Investigations of a novel lymphoproliferative disease in British shorthair kittens : a thesis presented in partial fulfilment of the requirements for the degree of Doctor of Philosophy at Massey University, Palmerston North, New Zealand
In 2009, three sibling British shorthair (BSH) kittens presented with lymphoproliferative disease (LPD) causing massive enlargement of multiple lymph nodes, a presentation that suggested an inherited predisposition to the disease. While aspects of the disease presentation suggested a diagnosis of lymphoma, other features were inconsistent with lymphoid neoplasia. In particular, the consistently young age of affected kittens, the pattern of disease affecting multiple littermates, and the presence of such marked generalised lymphadenopathy, were all atypical for feline lymphoma. This unusual constellation of clinical and pathologic features in affected BSH kittens had not been previously reported in cats but had several similarities to the human disease autoimmune lymphoproliferative syndrome (ALPS), a rare inherited disorder causing persistent LPD, increased numbers of CD3+/CD4-/CD8- double negative T-cells (DNT cells) and variable manifestations of autoimmunity. The majority of human ALPS patients have inherited Fas gene mutations causing defective T-cell apoptosis, although in some patients the cause of disease is still unknown.
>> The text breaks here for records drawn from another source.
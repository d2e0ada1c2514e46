//! # Shelfwise CLI (`shelfwise`)
//!
//! ## Usage
//!
//! ```bash
//! shelfwise --config ./config/shelfwise.toml <command>
//! ```
//!
//! ## Commands
//!
//! | Command | Description |
//! |---------|-------------|
//! | `shelfwise recommend "<query>"` | Recommend books, optionally constrained by a filter spec |
//! | `shelfwise catalog` | Show record counts per category |
//!
//! Logging goes to stderr. `-v` raises the level (info, debug, trace);
//! without it `RUST_LOG` is honored, defaulting to `warn`.

use clap::{Parser, Subcommand};
use std::path::PathBuf;
use tracing_subscriber::{fmt, EnvFilter};

use shelfwise::{catalog, config, recommend};

/// Shelfwise CLI — a filter-aware book recommender.
///
/// All commands accept a `--config` flag pointing to a TOML configuration
/// file. See `config/shelfwise.example.toml` for a full example.
#[derive(Parser)]
#[command(
    name = "shelfwise",
    about = "Shelfwise — a filter-aware book recommender",
    version,
    long_about = "Shelfwise combines structured filters (author, genre, page count, \
    publication year, keywords, tone) with semantic search over book descriptions, and \
    reports a validation ledger showing how each filter narrowed the catalog."
)]
struct Cli {
    /// Path to configuration file (TOML).
    #[arg(long, global = true, default_value = "./config/shelfwise.toml")]
    config: PathBuf,

    /// Increase log verbosity (-v info, -vv debug, -vvv trace).
    #[arg(short, long, global = true, action = clap::ArgAction::Count)]
    verbose: u8,

    #[command(subcommand)]
    command: Commands,
}

/// Top-level CLI commands.
#[derive(Subcommand)]
enum Commands {
    /// Recommend books for a free-text query.
    ///
    /// Filters are a JSON object with any of: author, genre, children,
    /// pages_min, pages_max, published_year {min, max, exact}, keywords,
    /// tone.
    Recommend {
        /// The free-text query.
        query: String,

        /// Filter spec as inline JSON.
        #[arg(long, conflicts_with = "filters_file")]
        filters: Option<String>,

        /// Read the filter spec from a JSON file.
        #[arg(long)]
        filters_file: Option<PathBuf>,

        /// Maximum number of results (overrides `retrieval.final_k`).
        #[arg(long)]
        limit: Option<usize>,

        /// Print records and ledger as JSON.
        #[arg(long)]
        json: bool,
    },

    /// Show catalog record counts per category.
    Catalog,
}

fn init_tracing(verbose: u8) {
    let filter = match verbose {
        0 => EnvFilter::try_from_default_env().unwrap_or_else(|_| EnvFilter::new("warn")),
        1 => EnvFilter::new("info"),
        2 => EnvFilter::new("debug"),
        _ => EnvFilter::new("trace"),
    };

    fmt()
        .with_env_filter(filter)
        .with_target(true)
        .with_level(true)
        .with_writer(std::io::stderr)
        .init();
}

#[tokio::main]
async fn main() -> anyhow::Result<()> {
    let cli = Cli::parse();
    init_tracing(cli.verbose);

    let cfg = config::load_config(&cli.config)?;

    match cli.command {
        Commands::Recommend {
            query,
            filters,
            filters_file,
            limit,
            json,
        } => {
            let spec = recommend::parse_filters(filters.as_deref(), filters_file.as_deref())?;
            recommend::run_recommend(&cfg, &query, &spec, limit, json).await?;
        }
        Commands::Catalog => {
            catalog::run_catalog(&cfg)?;
        }
    }

    Ok(())
}
//! Semantic narrowing: intersect index relevance order with the pre-filtered set.

use anyhow::{Context, Result};
use std::collections::{HashMap, HashSet};
use tracing::debug;

use crate::index::SemanticIndex;
use crate::models::ItemRecord;

/// Upper bound on how many hits are requested from the index.
pub const MAX_SEARCH_BREADTH: usize = 400;

/// Hits requested for a narrowing to `k`: over-fetch by 5x to survive the
/// membership intersection, capped at [`MAX_SEARCH_BREADTH`].
pub fn search_breadth(k: usize) -> usize {
    k.saturating_mul(5).min(MAX_SEARCH_BREADTH)
}

/// Narrow `candidates` to at most `k` records in index relevance order.
///
/// When there are already `k` or fewer candidates the index is not called
/// and `candidates` come back unchanged. A `k` of zero yields nothing
/// without a search. Otherwise the index hits are
/// filtered down to identifiers present in `candidates`, keeping the
/// index's order, stopping at `k`. Fewer than `k` matches is not an error.
///
/// # Errors
///
/// Fails only if the index search itself fails.
pub async fn narrow<'a, I>(
    query: &str,
    candidates: Vec<&'a ItemRecord>,
    index: &I,
    k: usize,
) -> Result<Vec<&'a ItemRecord>>
where
    I: SemanticIndex + ?Sized,
{
    if k == 0 {
        debug!(candidates = candidates.len(), "narrowing to zero records");
        return Ok(Vec::new());
    }
    if candidates.len() <= k {
        debug!(candidates = candidates.len(), k, "narrowing skipped");
        return Ok(candidates);
    }

    let breadth = search_breadth(k);
    let hits = index
        .search(query, breadth)
        .await
        .with_context(|| format!("Semantic index search failed (k={})", breadth))?;

    let by_id: HashMap<&str, &'a ItemRecord> =
        candidates.iter().map(|&r| (r.id.as_str(), r)).collect();

    let mut seen = HashSet::new();
    let mut narrowed = Vec::with_capacity(k);
    for id in hits.iter().filter_map(|hit| hit.identifier()) {
        if let Some(&record) = by_id.get(id) {
            if seen.insert(id) {
                narrowed.push(record);
            }
            if narrowed.len() >= k {
                break;
            }
        }
    }

    debug!(
        candidates = candidates.len(),
        hits = hits.len(),
        after = narrowed.len(),
        k,
        "narrowed by semantic relevance"
    );
    Ok(narrowed)
}
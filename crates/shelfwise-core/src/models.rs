//! Core data models used throughout shelfwise.
//!
//! These types describe the book catalog: one [`ItemRecord`] per book, held
//! read-only in a [`RecordTable`] for the duration of a request.

use serde::{Deserialize, Deserializer, Serialize};
use std::fmt;

/// Catalog category label.
///
/// "Children" is not a separate field; it is encoded as a category-name
/// prefix, so filters must compose it rather than query it.
#[derive(Debug, Clone, Copy, PartialEq, Eq, Hash, Serialize, Deserialize)]
pub enum Category {
    #[serde(rename = "Fiction")]
    Fiction,
    #[serde(rename = "Nonfiction", alias = "Non-Fiction")]
    Nonfiction,
    #[serde(rename = "Children's Fiction")]
    ChildrensFiction,
    #[serde(rename = "Children's Nonfiction", alias = "Children's Non-Fiction")]
    ChildrensNonfiction,
}

impl Category {
    pub const ALL: [Category; 4] = [
        Category::Fiction,
        Category::Nonfiction,
        Category::ChildrensFiction,
        Category::ChildrensNonfiction,
    ];

    pub fn as_str(self) -> &'static str {
        match self {
            Category::Fiction => "Fiction",
            Category::Nonfiction => "Nonfiction",
            Category::ChildrensFiction => "Children's Fiction",
            Category::ChildrensNonfiction => "Children's Nonfiction",
        }
    }

    pub fn is_children(self) -> bool {
        matches!(
            self,
            Category::ChildrensFiction | Category::ChildrensNonfiction
        )
    }
}

impl fmt::Display for Category {
    fn fmt(&self, f: &mut fmt::Formatter<'_>) -> fmt::Result {
        f.write_str(self.as_str())
    }
}

/// The fixed emotional-tone vocabulary.
#[derive(Debug, Clone, Copy, PartialEq, Eq, Hash, Serialize, Deserialize)]
#[serde(rename_all = "lowercase")]
pub enum Tone {
    Anger,
    Disgust,
    Fear,
    Joy,
    Sadness,
    Surprise,
    Neutral,
}

impl Tone {
    pub const ALL: [Tone; 7] = [
        Tone::Anger,
        Tone::Disgust,
        Tone::Fear,
        Tone::Joy,
        Tone::Sadness,
        Tone::Surprise,
        Tone::Neutral,
    ];

    pub fn as_str(self) -> &'static str {
        match self {
            Tone::Anger => "anger",
            Tone::Disgust => "disgust",
            Tone::Fear => "fear",
            Tone::Joy => "joy",
            Tone::Sadness => "sadness",
            Tone::Surprise => "surprise",
            Tone::Neutral => "neutral",
        }
    }

    /// Parse a tone name, case-insensitively.
    ///
    /// Accepts the seven canonical names plus the mood labels offered by
    /// the older dashboard (`happy`, `surprising`, `angry`, `suspenseful`,
    /// `sad`). Anything else is unrecognized.
    pub fn parse(text: &str) -> Option<Tone> {
        match text.trim().to_lowercase().as_str() {
            "anger" | "angry" => Some(Tone::Anger),
            "disgust" => Some(Tone::Disgust),
            "fear" | "suspenseful" => Some(Tone::Fear),
            "joy" | "happy" => Some(Tone::Joy),
            "sadness" | "sad" => Some(Tone::Sadness),
            "surprise" | "surprising" => Some(Tone::Surprise),
            "neutral" => Some(Tone::Neutral),
            _ => None,
        }
    }
}

impl fmt::Display for Tone {
    fn fmt(&self, f: &mut fmt::Formatter<'_>) -> fmt::Result {
        f.write_str(self.as_str())
    }
}

/// Per-record tone intensities in `[0, 1]`. Independent; they need not sum to 1.
#[derive(Debug, Clone, Copy, Default, PartialEq, Serialize, Deserialize)]
pub struct ToneScores {
    #[serde(default)]
    pub anger: f64,
    #[serde(default)]
    pub disgust: f64,
    #[serde(default)]
    pub fear: f64,
    #[serde(default)]
    pub joy: f64,
    #[serde(default)]
    pub sadness: f64,
    #[serde(default)]
    pub surprise: f64,
    #[serde(default)]
    pub neutral: f64,
}

impl ToneScores {
    pub fn get(&self, tone: Tone) -> f64 {
        match tone {
            Tone::Anger => self.anger,
            Tone::Disgust => self.disgust,
            Tone::Fear => self.fear,
            Tone::Joy => self.joy,
            Tone::Sadness => self.sadness,
            Tone::Surprise => self.surprise,
            Tone::Neutral => self.neutral,
        }
    }
}

/// One catalog entry.
///
/// Field names on the wire follow the books table columns (`isbn13`,
/// `simple_categories`, `num_pages`, ...).
#[derive(Debug, Clone, PartialEq, Serialize, Deserialize)]
pub struct ItemRecord {
    #[serde(rename = "isbn13", deserialize_with = "string_or_integer")]
    pub id: String,
    pub title: String,
    /// Free-text author list, possibly several names joined by a separator.
    #[serde(default)]
    pub authors: String,
    #[serde(rename = "simple_categories")]
    pub category: Category,
    #[serde(rename = "num_pages", default)]
    pub pages: Option<u32>,
    #[serde(default)]
    pub published_year: Option<i32>,
    #[serde(default)]
    pub description: String,
    #[serde(flatten)]
    pub tones: ToneScores,
}

impl ItemRecord {
    /// The document text handed to a semantic index: identifier first.
    pub fn tagged_description(&self) -> String {
        format!("{} {}", self.id, self.description)
    }
}

fn string_or_integer<'de, D>(deserializer: D) -> Result<String, D::Error>
where
    D: Deserializer<'de>,
{
    #[derive(Deserialize)]
    #[serde(untagged)]
    enum Raw {
        Text(String),
        Int(u64),
    }

    Ok(match Raw::deserialize(deserializer)? {
        Raw::Text(s) => s,
        Raw::Int(n) => n.to_string(),
    })
}

/// Immutable, request-scoped catalog.
#[derive(Debug, Clone, Default)]
pub struct RecordTable {
    records: Vec<ItemRecord>,
}

impl RecordTable {
    pub fn new(records: Vec<ItemRecord>) -> Self {
        Self { records }
    }

    pub fn records(&self) -> &[ItemRecord] {
        &self.records
    }

    pub fn iter(&self) -> std::slice::Iter<'_, ItemRecord> {
        self.records.iter()
    }

    pub fn len(&self) -> usize {
        self.records.len()
    }

    pub fn is_empty(&self) -> bool {
        self.records.is_empty()
    }

    /// Look up a record by identifier.
    pub fn get(&self, id: &str) -> Option<&ItemRecord> {
        self.records.iter().find(|r| r.id == id)
    }
}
The thesis further describes and investigates this novel LPD in BSH kittens. The results of breeding trials, pedigree information and reviews of historical records support an inherited basis for the disease, most likely with either a simple autosomal recessive or modified autosomal dominant mode of inheritance. The typical clinical presentation is the development of a massive multicentric lymphadenopathy, splenomegaly and probable haemolytic anaemia in previously healthy kittens between 5 to 7 weeks of age. Microscopic pathology and immunophenotypic studies are suggestive of multicentric T-cell lymphoma affecting the lymph nodes, spleen, and sometimes other organs, but clonality assays confirm a non-clonal and likely non-neoplastic T-cell LPD. Where tested, the proliferating T-cells show a DNT cell immunophenotype and reduced apoptosis on in situ methods. Qualitative Fas gene abnormalities were not identified in affected kittens using reverse-transcriptase polymerase chain reaction techniques.
The studies described in the thesis therefore confirm a novel and likely non-neoplastic T-cell LPD in BSH kittens with a probable inherited basis. Results support defective T-cell apoptosis as a possible factor in disease development, although causative genetic abnormalities have not yet been identified. The disease in kittens has several similarities to ALPS in people, although the apparent absence of Fas gene abnormalities in affected kittens may limit the use of the feline disease as a disease model for ALPS.